Top of Provided information

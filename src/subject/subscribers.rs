use std::collections::VecDeque;

use smallvec::SmallVec;

use crate::observer::{BoxedObserver, DynObserver, Observer};

/// Terminal state of a subject.
pub(crate) enum SubjectState<Err> {
  Active,
  Completed,
  Errored(Err),
}

/// An event waiting to be broadcast.
pub(crate) enum Event<Item, Err> {
  Next(Item),
  Error(Err),
  Complete,
}

/// Subscribers container with ID-based add/remove.
///
/// While a broadcast is running the observer list is moved out of the
/// container, so observers may subscribe, unsubscribe or emit on the same
/// subject from inside their callbacks:
///
/// - new observers land in `items` and are merged back afterwards;
/// - removals of in-flight observers are parked in `cancelled`;
/// - emissions are appended to `queue` and drained in order by the outermost
///   emitter.
pub struct Subscribers<Item, Err> {
  next_id: usize,
  items: SmallVec<[(usize, BoxedObserver<Item, Err>); 2]>,
  cancelled: SmallVec<[usize; 1]>,
  queue: VecDeque<Event<Item, Err>>,
  emitting: bool,
  closing: bool,
  state: SubjectState<Err>,
}

impl<Item, Err> Default for Subscribers<Item, Err> {
  fn default() -> Self {
    Self {
      next_id: 0,
      items: SmallVec::new(),
      cancelled: SmallVec::new(),
      queue: VecDeque::new(),
      emitting: false,
      closing: false,
      state: SubjectState::Active,
    }
  }
}

impl<Item, Err> Subscribers<Item, Err> {
  /// Add an observer and return its unique ID.
  pub(crate) fn add(&mut self, observer: BoxedObserver<Item, Err>) -> usize {
    let id = self.next_id;
    self.next_id += 1;
    self.items.push((id, observer));
    id
  }

  /// Remove an observer by ID.
  ///
  /// If the observer is currently being broadcast to, the removal is parked
  /// and applied when the broadcast hands the list back.
  pub(crate) fn remove(&mut self, id: usize) -> Option<BoxedObserver<Item, Err>> {
    let pos = self.items.iter().position(|(i, _)| *i == id);
    match pos {
      Some(pos) => Some(self.items.remove(pos).1),
      None => {
        if self.emitting {
          self.cancelled.push(id);
        }
        None
      }
    }
  }

  #[inline]
  pub(crate) fn contains(&self, id: usize) -> bool { self.items.iter().any(|(i, _)| *i == id) }

  #[inline]
  pub(crate) fn len(&self) -> usize { self.items.len() }

  #[inline]
  pub(crate) fn is_emitting(&self) -> bool { self.emitting }

  /// `true` once a terminal event was accepted, even if it is still queued.
  #[inline]
  pub(crate) fn is_stopped(&self) -> bool {
    self.closing || !matches!(self.state, SubjectState::Active)
  }

  #[inline]
  pub(crate) fn state(&self) -> &SubjectState<Err> { &self.state }

  /// Queue an event. Returns `true` if the caller must drain the queue,
  /// `false` if an outer broadcast is already draining it or the subject has
  /// stopped.
  pub(crate) fn enqueue(&mut self, event: Event<Item, Err>) -> bool {
    if self.is_stopped() {
      return false;
    }
    if !matches!(event, Event::Next(_)) {
      self.closing = true;
    }
    self.queue.push_back(event);
    if self.emitting {
      false
    } else {
      self.emitting = true;
      true
    }
  }

  /// Pop the next event and move the observer list out for broadcasting.
  /// Ends the emitting phase when the queue is empty.
  pub(crate) fn take_next(
    &mut self,
  ) -> Option<(Event<Item, Err>, SmallVec<[(usize, BoxedObserver<Item, Err>); 2]>)> {
    match self.queue.pop_front() {
      Some(event) => Some((event, std::mem::take(&mut self.items))),
      None => {
        self.emitting = false;
        None
      }
    }
  }

  /// Hand the observer list back after a `Next` broadcast.
  pub(crate) fn restore(&mut self, mut taken: SmallVec<[(usize, BoxedObserver<Item, Err>); 2]>) {
    let cancelled = std::mem::take(&mut self.cancelled);
    taken.retain(|(id, observer)| !cancelled.contains(id) && !observer.box_is_closed());
    taken.extend(self.items.drain(..));
    self.items = taken;
  }

  /// Record the terminal state and hand out everything that must receive it,
  /// including observers that subscribed during the last broadcast.
  pub(crate) fn terminate(
    &mut self, state: SubjectState<Err>,
    mut taken: SmallVec<[(usize, BoxedObserver<Item, Err>); 2]>,
  ) -> SmallVec<[BoxedObserver<Item, Err>; 2]> {
    self.state = state;
    self.queue.clear();
    let cancelled = std::mem::take(&mut self.cancelled);
    taken.retain(|(id, _)| !cancelled.contains(id));
    taken.extend(self.items.drain(..));
    taken.into_iter().map(|(_, observer)| observer).collect()
  }
}

/// Broadcast value to all observers with optimal cloning.
///
/// The value is cloned for all observers except the last one, which receives
/// the moved value.
pub(crate) fn broadcast_value<Item, Err>(
  observers: &mut [(usize, BoxedObserver<Item, Err>)], value: Item,
) where
  Item: Clone,
{
  let mut iter = observers
    .iter_mut()
    .filter(|(_, o)| !o.box_is_closed())
    .peekable();
  while let Some((_, observer)) = iter.next() {
    if iter.peek().is_some() {
      observer.next(value.clone());
    } else {
      observer.next(value);
      break;
    }
  }
}

/// Broadcast error to all observers, cloning for all but the last one.
pub(crate) fn broadcast_error<Item, Err>(observers: SmallVec<[BoxedObserver<Item, Err>; 2]>, err: Err)
where
  Err: Clone,
{
  let mut iter = observers.into_iter().peekable();
  while let Some(observer) = iter.next() {
    if iter.peek().is_some() {
      observer.error(err.clone());
    } else {
      observer.error(err);
      break;
    }
  }
}

pub(crate) fn broadcast_complete<Item, Err>(observers: SmallVec<[BoxedObserver<Item, Err>; 2]>) {
  for observer in observers {
    observer.complete();
  }
}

Bottom of Provided information

Task brief
Only the lines above from the line with "self.queue.clear();" to the line with "the last one.", those two lines included, should be reproduced exactly.

Your solution
    self.queue.clear();
    let cancelled = std::mem::take(&mut self.cancelled);
    taken.retain(|(id, _)| !cancelled.contains(id));
    taken.extend(self.items.drain(..));
    taken.into_iter().map(|(_, observer)| observer).collect()
  }
}

/// Broadcast value to all observers with optimal cloning.
///
/// The value is cloned for all observers except the last one, which receives
/// the moved value.
pub(crate) fn broadcast_value<Item, Err>(
  observers: &mut [(usize, BoxedObserver<Item, Err>)], value: Item,
) where
  Item: Clone,
{
  let mut iter = observers
    .iter_mut()
    .filter(|(_, o)| !o.box_is_closed())
    .peekable();
  while let Some((_, observer)) = iter.next() {
    if iter.peek().is_some() {
      observer.next(value.clone());
    } else {
      observer.next(value);
      break;
    }
  }
}

/// Broadcast error to all observers, cloning for all but the last one.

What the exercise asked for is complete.